Denial and justification, reaction of those responsible for implementing the plan
With these relevant officials, instead of investigating violations of the rights of child laborers during the implementation of the reorganization plan and trying to correct its shortcomings, they deny such cases. Among them, Habibollah Masoudifarid, Deputy Director of Social Affairs of the Welfare Organization, said in response to news about violent treatment and forced transfer of children to welfare centers: "In any case, we should have more supervision, but when I spoke to a few of these children, they said that they brought us here with complete consent and even gave us cakes."
Regarding the overcrowding of children in care centers, he said: "It is not at all the case that we are overcrowding; I visited these centers and they were not overcrowding at all. Besides, is it good for these children to be on the streets? They are taken care of and fed properly. But on the streets, their self-esteem is trampled. In any case, we believe that the reorganization plan should be implemented and all agencies should cooperate. We are also against any kind of violence against children."
Mahshid Moqar, deputy director of social affairs at the Tehran Provincial Welfare Department, also said: "No type of conflict, injury, or death has occurred in child labor centers, and the allegations of these cases are rumors."

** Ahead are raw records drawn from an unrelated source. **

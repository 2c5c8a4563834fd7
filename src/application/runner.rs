//! One full tracking run: catalog in, snapshot and history out
//!
//! Sources are fetched strictly one at a time with a fixed pause between
//! them. Slower, but a steady cadence keeps the retail sites from rate
//! limiting a whole run into uselessness.

use std::path::Path;
use std::time::Duration;

use anyhow::{Context, Result};
use chrono::Utc;
use tokio::time::sleep;
use tracing::{info, warn};

use crate::domain::history::{compute_stats, PriceHistory};
use crate::domain::pricing::{select_best, OfferResolver};
use crate::infrastructure::catalog::load_catalog;
use crate::infrastructure::render::{HttpRenderer, PageProvider};
use crate::infrastructure::storage::history_store::{load_history, save_history};
use crate::infrastructure::storage::save_snapshot;
use crate::shared::config::Config;
use crate::shared::types::{Product, ProductReport, ResolvedOffer, RunSnapshot};

/// Execute a full run against the configured catalog.
///
/// With `dry_run` set, everything is resolved and logged but nothing is
/// written to disk.
pub async fn run(config: Config, dry_run: bool) -> Result<()> {
    let catalog = load_catalog(Path::new(&config.output.catalog_path))
        .context("load product catalog")?;
    info!("catalog loaded: {} products", catalog.len());

    let mut history = load_history(Path::new(&config.output.history_path))
        .context("load price history")?;

    let renderer = HttpRenderer::new(&config.fetch).context("initialize page provider")?;
    let snapshot = resolve_catalog(&catalog, &renderer, &config, &mut history).await;

    for report in &snapshot.products {
        if let Some(stats) = compute_stats(history.entries(&report.id)) {
            info!(
                "{}: now {:?}, min {}, max {}, change {:?}%",
                report.id,
                report.best.as_ref().map(|b| b.price),
                stats.min.price,
                stats.max.price,
                stats.change_percent,
            );
        }
    }

    if dry_run {
        info!("dry run; skipping snapshot and history writes");
        return Ok(());
    }

    save_snapshot(Path::new(&config.output.snapshot_path), &snapshot)
        .context("write run snapshot")?;
    save_history(
        Path::new(&config.output.history_path),
        &history,
        snapshot.updated_at,
    )
    .context("write price history")?;
    info!("snapshot written to {}", config.output.snapshot_path);
    Ok(())
}

/// Resolve every source of every product, in catalog order, and fold the
/// results into the history ledger. Never fails: per-source trouble stays in
/// the offer diagnostics.
pub async fn resolve_catalog(
    catalog: &[Product],
    provider: &dyn PageProvider,
    config: &Config,
    history: &mut PriceHistory,
) -> RunSnapshot {
    let resolver = OfferResolver::new(
        config.detect.clone(),
        Duration::from_secs(config.fetch.timeout_secs),
    );
    let delay = Duration::from_millis(config.fetch.delay_ms);
    let mut first_fetch = true;

    let mut products = Vec::with_capacity(catalog.len());
    for product in catalog {
        info!("resolving {} ({} sources)", product.id, product.sources.len());
        let mut offers = Vec::with_capacity(product.sources.len());
        for source in &product.sources {
            if !first_fetch && !delay.is_zero() {
                sleep(delay).await;
            }
            first_fetch = false;
            offers.push(resolver.resolve_offer(source, provider).await);
        }

        let best = select_best(&offers);
        let error = match &best {
            Some(best) => {
                info!("{}: best {} at {}", product.id, best.price, best.store);
                None
            }
            None => {
                warn!("{}: no source produced a price", product.id);
                Some(summarize_failures(&offers))
            }
        };
        history.ingest(&product.id, best.as_ref(), Utc::now());

        products.push(ProductReport {
            id: product.id.clone(),
            name: product.name.clone(),
            best,
            offers,
            error,
        });
    }

    RunSnapshot {
        updated_at: Utc::now(),
        products,
    }
}

fn summarize_failures(offers: &[ResolvedOffer]) -> String {
    let parts: Vec<String> = offers
        .iter()
        .filter_map(|o| {
            o.diagnostic
                .as_ref()
                .map(|d| format!("{}: {}", o.store, d))
        })
        .collect();
    if parts.is_empty() {
        "no priced source".to_string()
    } else {
        parts.join("; ")
    }
}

Actions taken by child rights activists to counter the plan to organize street children
The publication of reports on the methods of arresting and keeping children within the framework of the reorganization plan has generated widespread protests and criticism among child rights activists. For example, the Association for the Protection of Children's Rights, considering the main responsibility of the Ministry of Cooperatives, Labor and Social Welfare as the upper body of the Welfare Organization, filed a complaint against this ministry with the National Inspection Organization. Also, the Working Children's Aid Network, which was formed with the membership of NGOs active in the field of child protection, has objected to the reorganization plan for working and street children, which is tied to the arrest of children on the streets, in a statement and has called for its implementation to be permanently halted.
In addition, a group of citizens have organized civic activities on this issue by launching the “No to the Plan to Collect Street Child Labor.” This campaign is currently active on social media with more than four thousand citizens, and is publishing relevant news and articles and raising public awareness about the dimensions of the violent treatment of street child labor.